NCERT Class 7 Science Chapter 12 - Reproduction in Plants Notes

Chapter 12 - Reproduction in Plants Notes

1. The production of new individuals from their parents is known as reproduction.

2. Roots, stems and leaves are called the vegetative parts of a plant.

3. The flowers perform the function of reproduction in plants. Flowers are the reproductive parts of a plant. A flower may have either the male part or the female part or both male and female parts.

4. There are several ways by which plants produce their offspring. These are categorised into two types: asexual, and sexual reproduction.

5. In asexual reproduction plants can give rise to new plants without seeds, whereas in sexual reproduction, new plants are obtained from seeds.

6. In asexual reproduction new plants are obtained without production of seeds or spores.

7. Vegetative propagation: It is a process by which new plants are produced from roots, stem, leaves and buds. Example: Rose

8. Budding: The process in which small-bulb like projection come out from a cell and get detached is called budding. Example: Yeast

9. Spore formation: Spore formation is a method of asexual reproduction. Spores are stored in sacs called sporangium. Under favourable conditions, a spore germinates and develops into a new individual. Example: Fungus


10. Fragmentation: It is a process in which cells further split into 2 or more fragments is called fragmentation. Example: Spirogyra

11. The stamens are the male reproductive part and the pistil is the female reproductive part.

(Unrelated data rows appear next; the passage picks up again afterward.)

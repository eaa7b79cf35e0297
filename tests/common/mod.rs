use std::process::{Child, Command, Stdio};
use std::sync::OnceLock;
use std::time::{Duration, Instant};

use anyhow::{Context, Result};
use reqwest::StatusCode;

static SERVER: OnceLock<TestServer> = OnceLock::new();

pub struct TestServer {
    pub base_url: String,
    #[allow(dead_code)]
    child: Child,
}

impl TestServer {
    fn spawn() -> Result<Self> {
        // Pick an unused port for isolation
        let port = portpicker::pick_unused_port().context("failed to pick free port")?;
        let base_url = format!("http://127.0.0.1:{}", port);

        // Spawn the compiled server binary. Store connectivity is not
        // required: pools are lazy and the startup probe only logs.
        let mut cmd = Command::new(env!("CARGO_BIN_EXE_sqlbridge-api"));
        cmd.env("SQLBRIDGE_PORT", port.to_string())
            .env("DATABASE_ACQUIRE_TIMEOUT", "2")
            .stdin(Stdio::null())
            .stdout(Stdio::inherit())
            .stderr(Stdio::inherit());

        let child = cmd.spawn().context("failed to spawn server binary")?;

        Ok(Self { base_url, child })
    }

    async fn wait_ready(&self, timeout: Duration) -> Result<()> {
        let client = reqwest::Client::new();
        let deadline = Instant::now() + timeout;
        loop {
            if Instant::now() > deadline {
                break;
            }
            let url = format!("{}/api/test", self.base_url);
            if let Ok(resp) = client.get(&url).send().await {
                if resp.status() == StatusCode::OK {
                    return Ok(());
                }
            }
            tokio::time::sleep(Duration::from_millis(150)).await;
        }
        anyhow::bail!(
            "server did not become ready on {} within {:?}",
            self.base_url,
            timeout
        )
    }
}

pub async fn ensure_server() -> Result<&'static TestServer> {
    let server = SERVER.get_or_init(|| TestServer::spawn().expect("failed to spawn server binary"));
    server.wait_ready(Duration::from_secs(10)).await?;
    Ok(server)
}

12. The flowers which contain either only the pistil or only the stamens are called unisexual flowers. Example: Corn, papaya and cucumber

13. The flowers which contain both stamens and pistil are called bisexual flowers. Example: rose and petunia

14. Anther contains pollen grains which produce male gametes. A pistil consists of stigma, style and ovary. The ovary contains one or more ovules. The female gamete or the egg is formed in an ovule. In sexual reproduction a male and a female gamete fuse to form a zygote.

15. The transfer of pollen from the anther to the stigma of a flower is called pollination.

16. If the pollen lands on the stigma of the same flower it is called self-pollination. When the pollen of a flower lands on the stigma of another flower of the same plant, or that of a different plant of the same kind, it is called cross-pollination.


17. The cell which results after fusion of the gametes is called a zygote. The process of fusion of male and female gametes (to form a zygote) is called fertilisation. The zygote develops into an embryo.


18. Seeds and fruits of plants are carried away by wind, water and animals. Winged seeds such as those of drumstick and maple and, light seeds of grasses or hairy seeds of aak (Madar) and hairy fruit of sunflower, get blown off with the wind to far away places.

19. Some seeds are dispersed by water. These fruits or seeds usually develop floating ability in the form of spongy or fibrous outer coat as in coconut.

20. Some seeds are dispersed by animals, especially spiny seeds with hooks which get attached to the bodies of animals and are carried to distant places. Examples are Xanthium and Urena.

21. Some seeds are dispersed when the fruits burst with sudden jerks. The seeds are scattered far from the parent plant. This happens in the case of castor and balsam.